* The problem *
The answer should be each line from the entries below that has the word "outranks" in it.

* Given records *
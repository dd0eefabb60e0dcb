use std::borrow::Borrow;
use std::collections::BTreeMap;
use std::ops::Range;

use ebsd_match_core::{misorientation_deg, GridCoords, OrientationMatrix, SymmetryGroup};
use log::debug;
use serde::{Deserialize, Serialize};

#[cfg(feature = "rayon")]
use rayon::prelude::*;
#[cfg(feature = "tracing")]
use tracing::instrument;

use crate::assemble::sort_matches;
use crate::{MatchError, MatchParams, OrientationPoint, PhaseSymmetry, TargetPoint};

/// Best reference pixel found for one target.
#[derive(Clone, Debug, PartialEq, Serialize, Deserialize)]
pub struct Match {
    pub deformed_filename: String,
    pub deformed_index: usize,
    pub phase_id: Option<i32>,
    /// 1-based index into the reference scan.
    pub matched_reference_index: usize,
    pub matched_reference_coords: GridCoords,
    pub matched_reference_quality: f64,
    pub matched_angle_deg: f64,
    pub matched_physical_name: String,
}

#[derive(Clone, Copy, Debug)]
struct Candidate {
    point: OrientationPoint,
    matrix: OrientationMatrix,
}

/// NaN quality ranks below every measured value.
#[inline]
fn quality_rank(q: f64) -> f64 {
    if q.is_nan() {
        f64::NEG_INFINITY
    } else {
        q
    }
}

/// `a` beats `b` on image quality; equal quality goes to the earlier pixel.
#[inline]
fn outranks(a: &OrientationPoint, b: &OrientationPoint) -> bool {
    let (qa, qb) = (quality_rank(a.image_quality), quality_rank(b.image_quality));
    qa > qb || (qa == qb && a.source_index < b.source_index)
}

/// Measured reference points with precomputed matrices, grouped by phase.
#[derive(Clone, Debug, Default)]
pub struct ReferenceSet {
    candidates: Vec<Candidate>,
    /// `None` when the reference scan has no phase map.
    phases: Option<BTreeMap<i32, Range<usize>>>,
}

impl ReferenceSet {
    /// Drop unmeasured pixels and pixels below `min_quality`, then group the
    /// rest by phase.
    pub fn new(points: &[OrientationPoint], min_quality: Option<f64>) -> Self {
        let mut candidates: Vec<Candidate> = points
            .iter()
            .filter(|p| min_quality.is_none_or(|floor| p.image_quality >= floor))
            .filter_map(|p| {
                p.euler.to_matrix().map(|matrix| Candidate {
                    point: *p,
                    matrix,
                })
            })
            .collect();

        let partitioned = points.iter().any(|p| p.phase_id.is_some());
        let phases = partitioned.then(|| {
            candidates.sort_by_key(|c| c.point.phase_id);
            let mut ranges: BTreeMap<i32, Range<usize>> = BTreeMap::new();
            for (i, c) in candidates.iter().enumerate() {
                if let Some(phase) = c.point.phase_id {
                    ranges
                        .entry(phase)
                        .and_modify(|r| r.end = i + 1)
                        .or_insert(i..i + 1);
                }
            }
            ranges
        });

        debug!(
            "reference set: {} of {} points usable",
            candidates.len(),
            points.len()
        );
        Self { candidates, phases }
    }

    pub fn len(&self) -> usize {
        self.candidates.len()
    }

    pub fn is_empty(&self) -> bool {
        self.candidates.is_empty()
    }

    #[inline]
    pub fn is_partitioned(&self) -> bool {
        self.phases.is_some()
    }

    /// Phase ids present among the usable reference points.
    pub fn phase_ids(&self) -> Vec<i32> {
        self.phases
            .as_ref()
            .map(|p| p.keys().copied().collect())
            .unwrap_or_default()
    }

    /// Whether a target of `phase` has any reference point to compare with.
    ///
    /// Always true for an unpartitioned reference or a target without a
    /// phase; otherwise the phase must occur among the usable points.
    pub fn searches(&self, phase: Option<i32>) -> bool {
        match (&self.phases, phase) {
            (Some(ranges), Some(p)) => ranges.contains_key(&p),
            _ => !self.candidates.is_empty(),
        }
    }

    /// Points a target of `phase` may be compared against.
    ///
    /// Without a reference phase map, or for a target without a phase, this
    /// is every usable point.
    fn candidates(&self, phase: Option<i32>) -> &[Candidate] {
        match (&self.phases, phase) {
            (Some(ranges), Some(p)) => ranges
                .get(&p)
                .map_or(&[][..], |r| &self.candidates[r.clone()]),
            _ => &self.candidates,
        }
    }
}

/// Exhaustive misorientation search against one reference scan.
#[derive(Clone, Debug)]
pub struct MisorientationMatcher {
    reference: ReferenceSet,
    params: MatchParams,
}

impl MisorientationMatcher {
    pub fn new(
        reference_points: &[OrientationPoint],
        params: MatchParams,
    ) -> Result<Self, MatchError> {
        params.validate()?;
        let reference = ReferenceSet::new(reference_points, params.min_reference_quality);
        Ok(Self { reference, params })
    }

    #[inline]
    pub fn params(&self) -> &MatchParams {
        &self.params
    }

    #[inline]
    pub fn reference(&self) -> &ReferenceSet {
        &self.reference
    }

    /// Best reference pixel for `target` within the angle threshold.
    ///
    /// Among all candidates within tolerance the highest image quality wins,
    /// whatever its angle. `None` for unmeasured targets and when nothing is
    /// within tolerance.
    pub fn match_target(&self, target: &TargetPoint, group: &SymmetryGroup) -> Option<Match> {
        let g_target = target.point.euler.to_matrix()?;
        let threshold = self.params.angle_threshold_deg;
        let ops = group.operators();

        let (best, angle) = self
            .reference
            .candidates(target.point.phase_id)
            .iter()
            .map(|c| (c, misorientation_deg(&c.matrix, &g_target, ops)))
            .filter(|&(_, angle)| angle <= threshold)
            .fold(None, |best: Option<(&Candidate, f64)>, cur| match best {
                Some(b) if !outranks(&cur.0.point, &b.0.point) => Some(b),
                _ => Some(cur),
            })?;

        if angle > threshold {
            return None;
        }

        let r = &best.point;
        Some(Match {
            deformed_filename: target.deformed_filename.clone(),
            deformed_index: target.deformed_index,
            phase_id: target.point.phase_id,
            matched_reference_index: r.source_index,
            matched_reference_coords: r.coords,
            matched_reference_quality: r.image_quality,
            matched_angle_deg: angle,
            matched_physical_name: self.params.naming.name_for(r.coords),
        })
    }

    /// Match every target of one phase. Output follows `targets` order.
    #[cfg_attr(
        feature = "tracing",
        instrument(level = "info", skip(self, targets, group), fields(targets = targets.len(), ops = group.len()))
    )]
    pub fn match_phase<T>(
        &self,
        phase: Option<i32>,
        targets: &[T],
        group: &SymmetryGroup,
    ) -> Vec<Match>
    where
        T: Borrow<TargetPoint> + Sync,
    {
        debug!(
            "phase {:?}: {} targets against {} reference points",
            phase,
            targets.len(),
            self.reference.candidates(phase).len()
        );

        #[cfg(feature = "rayon")]
        let matches = targets
            .par_iter()
            .filter_map(|t| self.match_target(t.borrow(), group))
            .collect();
        #[cfg(not(feature = "rayon"))]
        let matches = targets
            .iter()
            .filter_map(|t| self.match_target(t.borrow(), group))
            .collect();

        matches
    }
}

/// Targets grouped by phase id; listing order is kept within a phase.
pub(crate) fn targets_by_phase(
    targets: &[TargetPoint],
) -> BTreeMap<Option<i32>, Vec<&TargetPoint>> {
    let mut by_phase: BTreeMap<Option<i32>, Vec<&TargetPoint>> = BTreeMap::new();
    for t in targets {
        by_phase.entry(t.point.phase_id).or_default().push(t);
    }
    by_phase
}

/// Match every target against the reference points and return the matches
/// in natural filename order.
///
/// Symmetry groups are resolved before the first comparison for every target
/// phase the reference can serve; a missing or unknown crystal system fails
/// the whole call. Targets of other phases are left unmatched.
#[cfg_attr(
    feature = "tracing",
    instrument(level = "info", skip_all, fields(reference = reference_points.len(), targets = target_points.len()))
)]
pub fn match_all(
    reference_points: &[OrientationPoint],
    target_points: &[TargetPoint],
    symmetry: &PhaseSymmetry,
    params: &MatchParams,
) -> Result<Vec<Match>, MatchError> {
    let matcher = MisorientationMatcher::new(reference_points, params.clone())?;
    let by_phase = targets_by_phase(target_points);
    let groups = symmetry.resolve(
        by_phase
            .keys()
            .copied()
            .filter(|&p| matcher.reference().searches(p)),
    )?;

    let mut matches = Vec::new();
    for (phase, targets) in &by_phase {
        let Some(group) = groups.get(*phase) else {
            continue;
        };
        matches.extend(matcher.match_phase(*phase, targets, group));
    }
    sort_matches(&mut matches);
    Ok(matches)
}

* Answer to this exercise *
fn outranks(a: &OrientationPoint, b: &OrientationPoint) -> bool {
                Some(b) if !outranks(&cur.0.point, &b.0.point) => Some(b),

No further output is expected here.